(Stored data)
= Beginning of Section =

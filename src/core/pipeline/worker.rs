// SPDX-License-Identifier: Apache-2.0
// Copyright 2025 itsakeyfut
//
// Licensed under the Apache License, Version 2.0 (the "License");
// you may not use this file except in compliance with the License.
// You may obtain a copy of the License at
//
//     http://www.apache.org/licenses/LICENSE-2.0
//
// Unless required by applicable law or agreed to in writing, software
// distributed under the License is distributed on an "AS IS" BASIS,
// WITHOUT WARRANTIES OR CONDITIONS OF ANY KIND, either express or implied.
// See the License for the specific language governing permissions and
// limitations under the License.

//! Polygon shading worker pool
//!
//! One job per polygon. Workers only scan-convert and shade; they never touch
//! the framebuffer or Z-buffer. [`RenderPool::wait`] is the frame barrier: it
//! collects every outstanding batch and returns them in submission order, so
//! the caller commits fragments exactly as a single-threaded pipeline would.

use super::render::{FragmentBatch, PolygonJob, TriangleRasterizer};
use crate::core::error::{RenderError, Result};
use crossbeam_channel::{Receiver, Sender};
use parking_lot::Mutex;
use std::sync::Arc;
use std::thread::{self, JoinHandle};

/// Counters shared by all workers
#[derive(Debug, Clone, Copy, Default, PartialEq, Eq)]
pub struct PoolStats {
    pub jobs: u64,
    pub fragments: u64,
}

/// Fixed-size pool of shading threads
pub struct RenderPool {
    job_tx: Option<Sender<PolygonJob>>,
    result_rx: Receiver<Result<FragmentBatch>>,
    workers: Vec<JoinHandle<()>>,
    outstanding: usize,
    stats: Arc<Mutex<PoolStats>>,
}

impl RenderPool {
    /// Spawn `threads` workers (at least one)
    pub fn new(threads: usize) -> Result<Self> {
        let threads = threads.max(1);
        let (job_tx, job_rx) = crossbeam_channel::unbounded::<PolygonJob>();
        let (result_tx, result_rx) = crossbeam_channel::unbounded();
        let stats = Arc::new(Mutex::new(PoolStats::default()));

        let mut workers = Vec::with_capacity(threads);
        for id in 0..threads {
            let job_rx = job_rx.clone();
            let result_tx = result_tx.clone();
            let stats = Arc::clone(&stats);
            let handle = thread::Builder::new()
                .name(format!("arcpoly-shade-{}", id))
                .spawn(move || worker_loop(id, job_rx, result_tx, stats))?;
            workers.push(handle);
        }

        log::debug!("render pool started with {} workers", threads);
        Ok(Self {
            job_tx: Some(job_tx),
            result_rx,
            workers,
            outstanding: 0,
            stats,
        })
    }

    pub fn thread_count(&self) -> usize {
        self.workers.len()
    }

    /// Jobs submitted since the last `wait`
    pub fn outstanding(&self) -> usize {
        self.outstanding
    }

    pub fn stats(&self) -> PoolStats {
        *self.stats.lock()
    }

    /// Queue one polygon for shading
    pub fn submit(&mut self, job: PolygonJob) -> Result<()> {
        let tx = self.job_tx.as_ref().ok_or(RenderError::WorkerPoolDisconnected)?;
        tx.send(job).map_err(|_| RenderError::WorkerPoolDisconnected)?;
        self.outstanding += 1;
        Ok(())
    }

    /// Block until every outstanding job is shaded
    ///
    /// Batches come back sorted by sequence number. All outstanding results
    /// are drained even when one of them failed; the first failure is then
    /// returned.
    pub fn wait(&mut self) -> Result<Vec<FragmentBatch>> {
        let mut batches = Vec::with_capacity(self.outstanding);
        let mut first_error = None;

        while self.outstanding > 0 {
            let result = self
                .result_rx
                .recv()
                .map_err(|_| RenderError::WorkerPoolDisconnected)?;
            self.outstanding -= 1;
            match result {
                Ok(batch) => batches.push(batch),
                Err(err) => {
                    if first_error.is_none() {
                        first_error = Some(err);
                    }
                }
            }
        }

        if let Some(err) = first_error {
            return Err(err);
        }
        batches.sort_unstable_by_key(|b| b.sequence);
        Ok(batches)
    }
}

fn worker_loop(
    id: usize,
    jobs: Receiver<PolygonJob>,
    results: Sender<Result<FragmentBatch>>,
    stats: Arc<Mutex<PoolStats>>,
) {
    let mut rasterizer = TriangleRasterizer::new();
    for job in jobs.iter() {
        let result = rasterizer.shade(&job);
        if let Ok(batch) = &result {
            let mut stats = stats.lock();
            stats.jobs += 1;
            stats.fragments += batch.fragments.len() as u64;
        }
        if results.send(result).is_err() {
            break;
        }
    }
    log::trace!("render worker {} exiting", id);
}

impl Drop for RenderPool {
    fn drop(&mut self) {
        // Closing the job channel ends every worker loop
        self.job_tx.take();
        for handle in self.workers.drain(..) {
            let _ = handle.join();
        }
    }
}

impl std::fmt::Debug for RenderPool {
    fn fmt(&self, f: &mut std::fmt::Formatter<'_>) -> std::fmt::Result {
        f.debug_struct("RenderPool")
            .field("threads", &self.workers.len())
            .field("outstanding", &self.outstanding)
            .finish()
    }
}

= End of Section =
= Beginning of Section =

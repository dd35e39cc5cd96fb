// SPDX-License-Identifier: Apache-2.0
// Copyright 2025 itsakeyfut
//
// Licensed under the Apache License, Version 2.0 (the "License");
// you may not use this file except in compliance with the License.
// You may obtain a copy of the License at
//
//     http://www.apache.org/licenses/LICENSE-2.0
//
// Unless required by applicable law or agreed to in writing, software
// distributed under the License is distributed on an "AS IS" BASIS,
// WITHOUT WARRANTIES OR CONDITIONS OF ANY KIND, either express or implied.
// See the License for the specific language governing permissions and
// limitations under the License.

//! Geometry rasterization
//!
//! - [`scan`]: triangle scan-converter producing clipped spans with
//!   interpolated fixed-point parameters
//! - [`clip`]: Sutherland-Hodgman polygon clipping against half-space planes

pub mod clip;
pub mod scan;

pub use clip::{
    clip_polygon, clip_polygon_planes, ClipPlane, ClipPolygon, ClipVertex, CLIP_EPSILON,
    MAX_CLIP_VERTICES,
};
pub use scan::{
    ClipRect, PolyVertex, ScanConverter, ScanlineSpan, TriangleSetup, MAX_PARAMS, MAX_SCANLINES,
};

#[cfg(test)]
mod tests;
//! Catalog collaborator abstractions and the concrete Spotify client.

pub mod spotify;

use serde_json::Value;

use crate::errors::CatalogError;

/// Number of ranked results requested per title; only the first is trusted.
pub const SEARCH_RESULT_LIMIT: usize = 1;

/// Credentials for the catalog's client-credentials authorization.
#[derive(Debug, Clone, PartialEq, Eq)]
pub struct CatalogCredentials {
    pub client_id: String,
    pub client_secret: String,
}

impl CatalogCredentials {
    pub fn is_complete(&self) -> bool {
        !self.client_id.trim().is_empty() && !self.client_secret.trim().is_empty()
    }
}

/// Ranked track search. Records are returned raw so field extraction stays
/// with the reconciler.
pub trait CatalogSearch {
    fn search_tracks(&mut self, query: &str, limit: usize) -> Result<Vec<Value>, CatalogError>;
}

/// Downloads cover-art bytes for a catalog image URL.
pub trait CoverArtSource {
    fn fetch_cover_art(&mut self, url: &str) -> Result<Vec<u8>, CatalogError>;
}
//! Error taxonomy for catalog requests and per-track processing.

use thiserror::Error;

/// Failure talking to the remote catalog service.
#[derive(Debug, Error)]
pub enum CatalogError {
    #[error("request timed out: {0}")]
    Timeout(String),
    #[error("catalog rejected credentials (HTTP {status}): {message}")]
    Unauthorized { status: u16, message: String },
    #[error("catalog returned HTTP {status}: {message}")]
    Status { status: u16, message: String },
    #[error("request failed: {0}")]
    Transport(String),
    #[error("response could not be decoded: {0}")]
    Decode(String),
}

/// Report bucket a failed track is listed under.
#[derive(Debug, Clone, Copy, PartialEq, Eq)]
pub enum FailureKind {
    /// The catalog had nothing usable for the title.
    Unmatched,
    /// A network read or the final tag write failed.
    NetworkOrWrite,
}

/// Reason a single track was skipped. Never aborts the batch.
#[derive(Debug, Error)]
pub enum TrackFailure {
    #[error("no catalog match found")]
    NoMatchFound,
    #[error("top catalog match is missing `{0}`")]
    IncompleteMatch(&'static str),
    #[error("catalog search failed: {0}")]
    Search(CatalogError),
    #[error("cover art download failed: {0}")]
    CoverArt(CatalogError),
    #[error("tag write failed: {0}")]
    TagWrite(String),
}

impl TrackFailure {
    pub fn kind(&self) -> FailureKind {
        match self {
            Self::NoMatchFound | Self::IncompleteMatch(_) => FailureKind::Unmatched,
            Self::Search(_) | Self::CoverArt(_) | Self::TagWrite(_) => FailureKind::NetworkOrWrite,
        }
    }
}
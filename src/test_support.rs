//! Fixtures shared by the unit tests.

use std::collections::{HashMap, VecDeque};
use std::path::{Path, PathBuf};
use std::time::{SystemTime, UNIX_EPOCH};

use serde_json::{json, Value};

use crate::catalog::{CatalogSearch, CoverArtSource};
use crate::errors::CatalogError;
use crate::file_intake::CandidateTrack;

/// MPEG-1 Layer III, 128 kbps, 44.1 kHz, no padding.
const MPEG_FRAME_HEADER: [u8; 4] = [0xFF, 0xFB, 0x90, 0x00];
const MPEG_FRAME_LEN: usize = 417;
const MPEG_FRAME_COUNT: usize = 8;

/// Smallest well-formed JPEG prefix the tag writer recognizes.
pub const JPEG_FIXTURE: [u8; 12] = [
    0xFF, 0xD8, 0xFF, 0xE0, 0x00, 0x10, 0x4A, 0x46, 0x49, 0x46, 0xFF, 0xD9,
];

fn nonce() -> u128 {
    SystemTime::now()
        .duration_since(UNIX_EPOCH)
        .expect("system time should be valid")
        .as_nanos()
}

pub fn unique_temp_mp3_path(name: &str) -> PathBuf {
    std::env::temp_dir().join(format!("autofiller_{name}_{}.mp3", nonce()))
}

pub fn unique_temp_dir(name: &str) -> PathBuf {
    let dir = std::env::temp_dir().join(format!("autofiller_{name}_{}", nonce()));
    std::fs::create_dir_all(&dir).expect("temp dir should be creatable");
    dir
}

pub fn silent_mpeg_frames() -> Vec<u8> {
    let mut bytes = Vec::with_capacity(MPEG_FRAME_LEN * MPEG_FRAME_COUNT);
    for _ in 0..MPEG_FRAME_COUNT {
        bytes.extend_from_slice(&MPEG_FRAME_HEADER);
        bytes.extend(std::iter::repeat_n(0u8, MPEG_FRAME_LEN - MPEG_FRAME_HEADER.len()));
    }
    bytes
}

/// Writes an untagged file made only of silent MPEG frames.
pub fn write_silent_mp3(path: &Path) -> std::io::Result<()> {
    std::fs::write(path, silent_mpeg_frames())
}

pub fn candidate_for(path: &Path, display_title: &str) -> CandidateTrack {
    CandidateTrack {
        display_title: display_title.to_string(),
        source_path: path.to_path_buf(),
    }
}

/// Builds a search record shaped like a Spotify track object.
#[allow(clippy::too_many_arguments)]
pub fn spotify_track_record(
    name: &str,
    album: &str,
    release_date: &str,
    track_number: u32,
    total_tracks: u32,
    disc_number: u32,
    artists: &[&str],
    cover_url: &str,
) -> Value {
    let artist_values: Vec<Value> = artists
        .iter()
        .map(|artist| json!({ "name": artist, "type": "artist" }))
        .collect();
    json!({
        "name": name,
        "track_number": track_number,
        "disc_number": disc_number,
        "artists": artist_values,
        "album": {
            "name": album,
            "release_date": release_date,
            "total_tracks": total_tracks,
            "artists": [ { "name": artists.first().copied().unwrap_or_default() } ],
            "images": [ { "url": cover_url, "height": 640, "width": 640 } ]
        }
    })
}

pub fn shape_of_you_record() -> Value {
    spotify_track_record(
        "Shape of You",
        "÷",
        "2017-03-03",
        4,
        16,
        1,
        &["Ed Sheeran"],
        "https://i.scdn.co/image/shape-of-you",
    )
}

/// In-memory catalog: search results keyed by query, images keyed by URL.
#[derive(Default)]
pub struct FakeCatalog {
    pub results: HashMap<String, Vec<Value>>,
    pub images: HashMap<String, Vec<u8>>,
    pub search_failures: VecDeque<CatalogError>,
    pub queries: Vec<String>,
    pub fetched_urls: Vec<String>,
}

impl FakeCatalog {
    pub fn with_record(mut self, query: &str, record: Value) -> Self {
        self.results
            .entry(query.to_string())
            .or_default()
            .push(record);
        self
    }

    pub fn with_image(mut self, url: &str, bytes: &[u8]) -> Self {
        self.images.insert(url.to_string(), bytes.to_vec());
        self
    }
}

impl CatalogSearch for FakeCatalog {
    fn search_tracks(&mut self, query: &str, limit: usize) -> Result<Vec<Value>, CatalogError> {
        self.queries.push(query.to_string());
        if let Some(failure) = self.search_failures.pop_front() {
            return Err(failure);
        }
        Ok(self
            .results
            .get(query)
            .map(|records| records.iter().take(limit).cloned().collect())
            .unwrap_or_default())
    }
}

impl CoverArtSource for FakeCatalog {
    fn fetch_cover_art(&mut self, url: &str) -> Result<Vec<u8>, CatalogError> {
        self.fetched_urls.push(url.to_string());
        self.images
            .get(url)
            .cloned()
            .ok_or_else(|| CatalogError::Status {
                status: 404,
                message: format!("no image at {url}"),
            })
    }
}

= End of Section =
= Beginning of Section =

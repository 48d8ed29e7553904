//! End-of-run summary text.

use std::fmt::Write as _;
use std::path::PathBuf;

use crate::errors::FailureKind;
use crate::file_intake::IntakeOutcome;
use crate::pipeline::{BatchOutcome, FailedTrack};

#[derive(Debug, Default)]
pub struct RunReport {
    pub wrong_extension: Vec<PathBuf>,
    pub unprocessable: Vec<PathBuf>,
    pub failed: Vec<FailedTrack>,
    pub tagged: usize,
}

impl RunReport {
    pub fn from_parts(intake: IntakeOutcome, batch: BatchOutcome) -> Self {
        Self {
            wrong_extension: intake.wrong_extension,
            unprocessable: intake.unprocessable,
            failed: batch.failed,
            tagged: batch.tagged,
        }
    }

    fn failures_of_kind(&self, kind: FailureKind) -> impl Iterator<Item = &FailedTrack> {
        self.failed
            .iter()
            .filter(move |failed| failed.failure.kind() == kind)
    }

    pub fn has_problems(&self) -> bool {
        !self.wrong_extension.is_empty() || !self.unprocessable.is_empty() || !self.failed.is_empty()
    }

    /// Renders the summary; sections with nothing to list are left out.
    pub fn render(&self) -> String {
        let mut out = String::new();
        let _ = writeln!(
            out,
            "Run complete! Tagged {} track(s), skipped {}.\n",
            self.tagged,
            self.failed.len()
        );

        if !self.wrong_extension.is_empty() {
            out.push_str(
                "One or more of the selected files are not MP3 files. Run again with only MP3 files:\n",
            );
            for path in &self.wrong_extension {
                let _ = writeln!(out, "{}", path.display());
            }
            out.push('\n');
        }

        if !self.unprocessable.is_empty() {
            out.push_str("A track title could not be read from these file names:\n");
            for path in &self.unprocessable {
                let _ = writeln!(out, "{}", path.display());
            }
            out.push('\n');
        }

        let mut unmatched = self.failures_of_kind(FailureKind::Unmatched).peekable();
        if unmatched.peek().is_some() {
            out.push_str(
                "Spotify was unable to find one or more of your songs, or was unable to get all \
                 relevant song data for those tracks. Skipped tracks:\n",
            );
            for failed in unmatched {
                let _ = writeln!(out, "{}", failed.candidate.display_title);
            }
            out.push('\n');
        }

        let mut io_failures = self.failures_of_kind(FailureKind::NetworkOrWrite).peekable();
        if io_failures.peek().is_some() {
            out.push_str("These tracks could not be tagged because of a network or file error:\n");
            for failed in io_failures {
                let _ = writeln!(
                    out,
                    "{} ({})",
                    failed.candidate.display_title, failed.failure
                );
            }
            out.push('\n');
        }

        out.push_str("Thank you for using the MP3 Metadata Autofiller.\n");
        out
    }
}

= End of Section =

Within the data above, the span starting at the line containing "pub trait CatalogSearch" and ending at the line containing "use thiserror::Error;" is to be retyped exactly, with no other lines.

● **ANSWER**
pub trait CatalogSearch {
    fn search_tracks(&mut self, query: &str, limit: usize) -> Result<Vec<Value>, CatalogError>;
}

/// Downloads cover-art bytes for a catalog image URL.
pub trait CoverArtSource {
    fn fetch_cover_art(&mut self, url: &str) -> Result<Vec<u8>, CatalogError>;
}
//! Error taxonomy for catalog requests and per-track processing.

use thiserror::Error;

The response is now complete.